▸ Problem to solve: Each line below needs to be duplicated without alteration.

▸ Provided entries:
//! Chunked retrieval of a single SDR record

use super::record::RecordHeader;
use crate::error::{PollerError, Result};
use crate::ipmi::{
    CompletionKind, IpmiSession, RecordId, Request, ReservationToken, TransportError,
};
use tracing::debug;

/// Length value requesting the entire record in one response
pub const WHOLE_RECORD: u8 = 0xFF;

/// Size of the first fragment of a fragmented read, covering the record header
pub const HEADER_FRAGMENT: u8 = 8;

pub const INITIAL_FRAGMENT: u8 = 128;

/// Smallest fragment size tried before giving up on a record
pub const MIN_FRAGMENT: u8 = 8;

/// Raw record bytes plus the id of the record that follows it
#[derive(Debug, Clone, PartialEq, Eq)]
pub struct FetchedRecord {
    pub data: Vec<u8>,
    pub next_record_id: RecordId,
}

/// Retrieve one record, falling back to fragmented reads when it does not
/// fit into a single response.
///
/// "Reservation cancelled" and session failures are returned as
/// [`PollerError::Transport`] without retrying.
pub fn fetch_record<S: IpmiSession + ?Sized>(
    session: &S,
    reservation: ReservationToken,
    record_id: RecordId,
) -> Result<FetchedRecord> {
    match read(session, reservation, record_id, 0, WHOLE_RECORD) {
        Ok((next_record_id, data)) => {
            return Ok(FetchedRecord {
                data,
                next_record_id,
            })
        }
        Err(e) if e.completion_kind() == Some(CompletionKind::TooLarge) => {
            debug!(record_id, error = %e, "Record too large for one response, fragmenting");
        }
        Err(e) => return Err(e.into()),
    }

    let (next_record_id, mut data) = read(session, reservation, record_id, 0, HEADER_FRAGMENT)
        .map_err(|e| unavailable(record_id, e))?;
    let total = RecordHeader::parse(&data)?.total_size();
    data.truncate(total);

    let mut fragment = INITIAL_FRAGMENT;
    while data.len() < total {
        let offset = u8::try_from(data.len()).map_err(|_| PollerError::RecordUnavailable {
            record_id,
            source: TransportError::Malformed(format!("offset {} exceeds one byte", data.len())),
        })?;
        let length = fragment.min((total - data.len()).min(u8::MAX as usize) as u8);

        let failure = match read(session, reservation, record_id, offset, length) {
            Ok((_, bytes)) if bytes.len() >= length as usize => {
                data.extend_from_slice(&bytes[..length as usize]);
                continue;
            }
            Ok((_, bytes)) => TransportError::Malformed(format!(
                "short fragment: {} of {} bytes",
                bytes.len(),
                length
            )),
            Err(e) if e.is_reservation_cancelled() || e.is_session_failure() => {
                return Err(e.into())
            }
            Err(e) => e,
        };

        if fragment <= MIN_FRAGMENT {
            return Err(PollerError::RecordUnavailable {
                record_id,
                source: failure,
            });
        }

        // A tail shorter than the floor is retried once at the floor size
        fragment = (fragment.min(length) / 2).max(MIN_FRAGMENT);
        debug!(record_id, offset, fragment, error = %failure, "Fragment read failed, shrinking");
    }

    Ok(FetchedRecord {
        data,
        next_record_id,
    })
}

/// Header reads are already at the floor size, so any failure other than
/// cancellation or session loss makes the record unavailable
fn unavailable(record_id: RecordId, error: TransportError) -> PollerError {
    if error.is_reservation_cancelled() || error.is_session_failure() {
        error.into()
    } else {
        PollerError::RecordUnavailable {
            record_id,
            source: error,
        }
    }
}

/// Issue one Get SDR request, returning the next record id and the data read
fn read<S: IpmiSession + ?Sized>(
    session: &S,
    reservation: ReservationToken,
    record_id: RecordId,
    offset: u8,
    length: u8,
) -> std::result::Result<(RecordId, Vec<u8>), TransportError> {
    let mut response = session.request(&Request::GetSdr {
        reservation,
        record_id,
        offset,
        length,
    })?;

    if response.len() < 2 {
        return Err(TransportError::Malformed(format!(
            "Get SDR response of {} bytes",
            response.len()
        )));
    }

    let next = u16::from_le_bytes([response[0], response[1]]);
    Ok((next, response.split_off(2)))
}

▸ Response to the exercise:
//! Chunked retrieval of a single SDR record

use super::record::RecordHeader;
use crate::error::{PollerError, Result};
use crate::ipmi::{
    CompletionKind, IpmiSession, RecordId, Request, ReservationToken, TransportError,
};
use tracing::debug;

/// Length value requesting the entire record in one response
pub const WHOLE_RECORD: u8 = 0xFF;

/// Size of the first fragment of a fragmented read, covering the record header
pub const HEADER_FRAGMENT: u8 = 8;

pub const INITIAL_FRAGMENT: u8 = 128;

/// Smallest fragment size tried before giving up on a record
pub const MIN_FRAGMENT: u8 = 8;

/// Raw record bytes plus the id of the record that follows it
#[derive(Debug, Clone, PartialEq, Eq)]
pub struct FetchedRecord {
    pub data: Vec<u8>,
    pub next_record_id: RecordId,
}

/// Retrieve one record, falling back to fragmented reads when it does not
/// fit into a single response.
///
/// "Reservation cancelled" and session failures are returned as
/// [`PollerError::Transport`] without retrying.
pub fn fetch_record<S: IpmiSession + ?Sized>(
    session: &S,
    reservation: ReservationToken,
    record_id: RecordId,
) -> Result<FetchedRecord> {
    match read(session, reservation, record_id, 0, WHOLE_RECORD) {
        Ok((next_record_id, data)) => {
            return Ok(FetchedRecord {
                data,
                next_record_id,
            })
        }
        Err(e) if e.completion_kind() == Some(CompletionKind::TooLarge) => {
            debug!(record_id, error = %e, "Record too large for one response, fragmenting");
        }
        Err(e) => return Err(e.into()),
    }

    let (next_record_id, mut data) = read(session, reservation, record_id, 0, HEADER_FRAGMENT)
        .map_err(|e| unavailable(record_id, e))?;
    let total = RecordHeader::parse(&data)?.total_size();
    data.truncate(total);

    let mut fragment = INITIAL_FRAGMENT;
    while data.len() < total {
        let offset = u8::try_from(data.len()).map_err(|_| PollerError::RecordUnavailable {
            record_id,
            source: TransportError::Malformed(format!("offset {} exceeds one byte", data.len())),
        })?;
        let length = fragment.min((total - data.len()).min(u8::MAX as usize) as u8);

        let failure = match read(session, reservation, record_id, offset, length) {
            Ok((_, bytes)) if bytes.len() >= length as usize => {
                data.extend_from_slice(&bytes[..length as usize]);
                continue;
            }
            Ok((_, bytes)) => TransportError::Malformed(format!(
                "short fragment: {} of {} bytes",
                bytes.len(),
                length
            )),
            Err(e) if e.is_reservation_cancelled() || e.is_session_failure() => {
                return Err(e.into())
            }
            Err(e) => e,
        };

        if fragment <= MIN_FRAGMENT {
            return Err(PollerError::RecordUnavailable {
                record_id,
                source: failure,
            });
        }

        // A tail shorter than the floor is retried once at the floor size
        fragment = (fragment.min(length) / 2).max(MIN_FRAGMENT);
        debug!(record_id, offset, fragment, error = %failure, "Fragment read failed, shrinking");
    }

    Ok(FetchedRecord {
        data,
        next_record_id,
    })
}

/// Header reads are already at the floor size, so any failure other than
/// cancellation or session loss makes the record unavailable
fn unavailable(record_id: RecordId, error: TransportError) -> PollerError {
    if error.is_reservation_cancelled() || error.is_session_failure() {
        error.into()
    } else {
        PollerError::RecordUnavailable {
            record_id,
            source: error,
        }
    }
}

/// Issue one Get SDR request, returning the next record id and the data read
fn read<S: IpmiSession + ?Sized>(
    session: &S,
    reservation: ReservationToken,
    record_id: RecordId,
    offset: u8,
    length: u8,
) -> std::result::Result<(RecordId, Vec<u8>), TransportError> {
    let mut response = session.request(&Request::GetSdr {
        reservation,
        record_id,
        offset,
        length,
    })?;

    if response.len() < 2 {
        return Err(TransportError::Malformed(format!(
            "Get SDR response of {} bytes",
            response.len()
        )));
    }

    let next = u16::from_le_bytes([response[0], response[1]]);
    Ok((next, response.split_off(2)))
}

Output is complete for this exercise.